These Are The Best Hands-Free Dog Leashes, According To A Trainer

No hands needed with these leash options! 🤲

hands free leashes with pack and water bottle
Amazon, REI
Amazon, REI

If you feel like you need three extra hands to hold your coffee, wallet and dog’s poop bags when you’re walking your pup, you might want to try a hands-free dog leash.

Hands-free dog leashes are super helpful to have in general, and they can be especially useful when running with your dog, since you won’t have your arms restricted by holding a leash.

We spoke to Julie Burgess, a certified dog trainer for Senior Tail Waggers and a veterinary technician, to get recommendations for hands-free dog leashes and leash training tips.

How to use a hands-free dog leash

A hands-free dog leash looks a lot like a regular leash, but instead of holding it with your hands, it’ll go around your waist.

To teach your dog to walk on a hands-free leash, you can follow similar steps as you would when training him to walk on a regular leash. “Place the leash around your waist and drop a treat,” Burgess told The Dodo. “Encourage your dog to follow you by dropping treats and slowly walking with him. Continue intermittently dropping treats and practice until your dog can confidently walk with you.”

Be sure to pay attention to your surroundings while walking your dog with a hands-free leash in case you need to grab the leash for any reason, like to stop your dog from crossing the street without you.

Keep in mind that you should only use a hands-free leash if your dog’s leash trained and doesn’t do a lot of pulling when you walk him. If your dog suddenly lunges at something while the leash is around your waist, he could hurt you or you could lose control of him, especially if you have a big dog.

What to look for when buying a hands-free dog leash

Here are some things to consider when picking out the perfect hands-free leash for your dog:

  • Length — Length is an important factor when picking out a hands-free dog leash. Longer leashes will reduce pulling when running with your dog.
  • Handles — If you want extra control, think about getting a hands-free leash with additional handles so you can grab your dog to steer him if needed.
  • Bungee — Some leashes are like a bungee cord and stretch when your dog runs ahead of you so you won’t get pulled off your feet.
  • Additional features — Some hands-free leashes have a pouch attached so you can easily carry stuff for your dog or your phone and wallet, which is especially useful if you don’t have pockets.

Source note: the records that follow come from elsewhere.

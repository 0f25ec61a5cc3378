//! Training from a YAML config over WAV files listed in JSONL manifests

use std::fs;
use std::path::Path;

use w2v_pretrain::checkpoint::{Checkpointer, DirCheckpointer};
use w2v_pretrain::config::{load_spec, train_from_spec, train_from_yaml};
use w2v_pretrain::data::wav::encode_wav_pcm16;
use w2v_pretrain::tracking::JsonlTracker;
use w2v_pretrain::Error;

const SAMPLE_RATE: u32 = 16_000;

/// Write `count` tones and a manifest listing them
fn write_corpus(dir: &Path, name: &str, count: usize) {
    let mut manifest = String::new();
    for i in 0..count {
        let len = 720 + i * 48;
        let freq = 0.02 + 0.004 * i as f32;
        let samples: Vec<f32> = (0..len).map(|n| 0.5 * (n as f32 * freq).sin()).collect();
        let file = format!("{name}_{i:02}.wav");
        fs::write(dir.join(&file), encode_wav_pcm16(&samples, SAMPLE_RATE))
            .expect("wav should be written");
        manifest.push_str(&format!(
            "{{\"id\": \"{name}_{i:02}\", \"duration\": {}, \"wav\": \"{file}\"}}\n",
            len as f64 / f64::from(SAMPLE_RATE)
        ));
    }
    fs::write(dir.join(format!("{name}.jsonl")), manifest).expect("manifest should be written");
}

fn write_config(dir: &Path, epochs: usize, world_size: usize) -> std::path::PathBuf {
    let yaml = format!(
        r#"
data:
  train_manifest: {root}/train.jsonl
  valid_manifest: {root}/dev.jsonl
  sample_rate_hz: 16000
  seconds_per_batch: 0.25
  num_buckets: 2
  valid_batch_size: 2
  loader:
    num_workers: 1
    prefetch: 2
masking:
  mask_prob: 0.5
  mask_length: 4
model:
  kernels: [8, 4]
  strides: [4, 2]
  latent_dim: 8
  hidden_dim: 12
objective:
  num_negatives: 4
optimizer:
  name: adamw
  max_grad_norm: 5.0
  lr_schedule:
    kind: linear_warmup
    lr: 0.001
    warmup_steps: 2
training:
  epochs: {epochs}
  log_interval: 1
  seed: 3
  output_dir: {root}/out
distributed:
  world_size: {world_size}
"#,
        root = dir.display()
    );
    let path = dir.join("hparams.yaml");
    fs::write(&path, yaml).expect("config should be written");
    path
}

fn corpus() -> tempfile::TempDir {
    let dir = tempfile::tempdir().expect("tempdir should be created");
    write_corpus(dir.path(), "train", 10);
    write_corpus(dir.path(), "dev", 4);
    dir
}

#[test]
fn test_train_from_yaml_writes_run_artifacts() {
    let dir = corpus();
    let config = write_config(dir.path(), 2, 1);

    let result = train_from_yaml(&config).expect("training should succeed");
    assert_eq!(result.epochs_completed, 2);
    assert!(result.steps > 0);
    assert_eq!(result.valid_accuracies.len(), 2);

    let out = dir.path().join("out");
    let saved = load_spec(out.join("hyperparams.yaml")).expect("hyperparams should round-trip");
    assert_eq!(saved.training.epochs, 2);
    assert_eq!(saved.model.strides, vec![4, 2]);

    let records =
        JsonlTracker::read_records(out.join("metrics.jsonl")).expect("metrics should parse");
    let losses = records.iter().filter(|r| r.metrics.contains_key("loss")).count() as u64;
    assert_eq!(losses, result.steps);
    assert_eq!(records.iter().filter(|r| r.metrics.contains_key("valid_accuracy")).count(), 2);

    let metas = DirCheckpointer::new(out.join("save"))
        .expect("save dir")
        .list()
        .expect("list should succeed");
    assert_eq!(metas.iter().map(|m| m.epoch).collect::<Vec<_>>(), vec![1, 2]);
}

#[test]
fn test_rerun_resumes_from_latest_checkpoint() {
    let dir = corpus();
    let first = train_from_yaml(write_config(dir.path(), 1, 1)).expect("first run should succeed");
    assert_eq!(first.epochs_completed, 1);

    let second =
        train_from_yaml(write_config(dir.path(), 2, 1)).expect("second run should succeed");
    assert_eq!(second.epochs_completed, 2);
    assert_eq!(second.valid_accuracies.len(), 1);
    assert_eq!(second.steps, 2 * first.steps);

    let mut spec = load_spec(write_config(dir.path(), 2, 1)).expect("config should load");
    spec.checkpoint.resume = false;
    spec.training.epochs = 1;
    let fresh = train_from_spec(&spec).expect("fresh run should succeed");
    assert_eq!(fresh.steps, first.steps);
}

#[test]
fn test_two_replicas_train_from_yaml() {
    let dir = corpus();
    let result = train_from_yaml(write_config(dir.path(), 1, 2))
        .expect("replicated training should succeed");
    assert_eq!(result.epochs_completed, 1);
    assert!(result.steps > 0);
}

#[test]
fn test_missing_manifest_is_config_error() {
    let dir = tempfile::tempdir().expect("tempdir should be created");
    let err = train_from_yaml(write_config(dir.path(), 1, 1)).unwrap_err();
    assert!(matches!(err, Error::Config(_)));
}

Best hands-free dog leashes

We found some of the best hands-free dog leashes for everyday use and running.

Best overall hands-free dog leash: iYoShop Hands Free Dog Leash with Zipper Pouch

“[This] is an excellent option if you want to take small items with you, like your cell phone or treats for your dog, because it comes with a handy removable zipper pouch,” Burgess said. The leash is reflective to help cars see you on the road, and there are extra handles on the leash if you need to guide your dog while you run. It also has shock absorbers to reduce pulling.

Best adjustable hands-free dog leash: oneisall Hands Free Dog Leash

Burgess recommends this leash. It can be adjusted to be used as a hands-free leash or as a regular leash, so you’ll get a ton of use out of it. It can even be converted into a leash for two dogs if you have more than one pup. It’s made of high-density nylon and has a soft mesh velvet handle that’s comfy to hold.

Best hands-free dog leash for running: Ruffwear Trail Runner System

This hands-free dog leash is perfect for running with your pup. The hipbelt has a pocket for you to carry anything you need, like doggie bags or treats, and it even comes with a water bottle so you and your dog can stay hydrated. It also has a reflective trim so people in cars will be able to see you and your pup.


How can I leash train my dog?

Here are some tips from Burgess for training your dog to walk on a leash:

  • Start with short training sessions that are only around five minutes long.
  • Attach the leash to your dog’s harness (with the leash on the floor) and drop a treat on the ground near him. When your dog moves toward the treat, praise him.
  • “Keep taking small steps away from your dog and dropping treats so he gets used to the weight of the leash on his collar/harness and neck,” Burgess said. “Work up to walking around a small, open area of your house, dropping treats and having your dog follow you with the leash dragging on the floor.”

Eventually you can pick up the leash and start walking your dog around holding the leash, repeating these steps until your pup is a pro.

How can I start running with my dog?

Running with your dog can be a fun way for both of you to get some exercise. If your pup isn’t used to running long distances, you’ll want to get him started slowly to prevent injury.

Start training your dog to run with you inside and with short training sessions — only around three to five minutes to start, Burgess said.

According to Burgess, “Ensure you can walk with your dog quickly first. Jog a few steps, drop a treat, praise. Repeat until your dog understands that your movement equals treats.”

Begin slowly increasing the distance and the amount of time that you and your dog run while watching how your dog handles it so you don’t push him too far. “Assess your dog's ability to run as far as you can and make adjustments,” Burgess said.

Whether you’re running with your dog or just want to have an extra hand when you’re out with your pup, hands-free dog leashes can be super useful and a great tool to add to your arsenal of dog walking gear.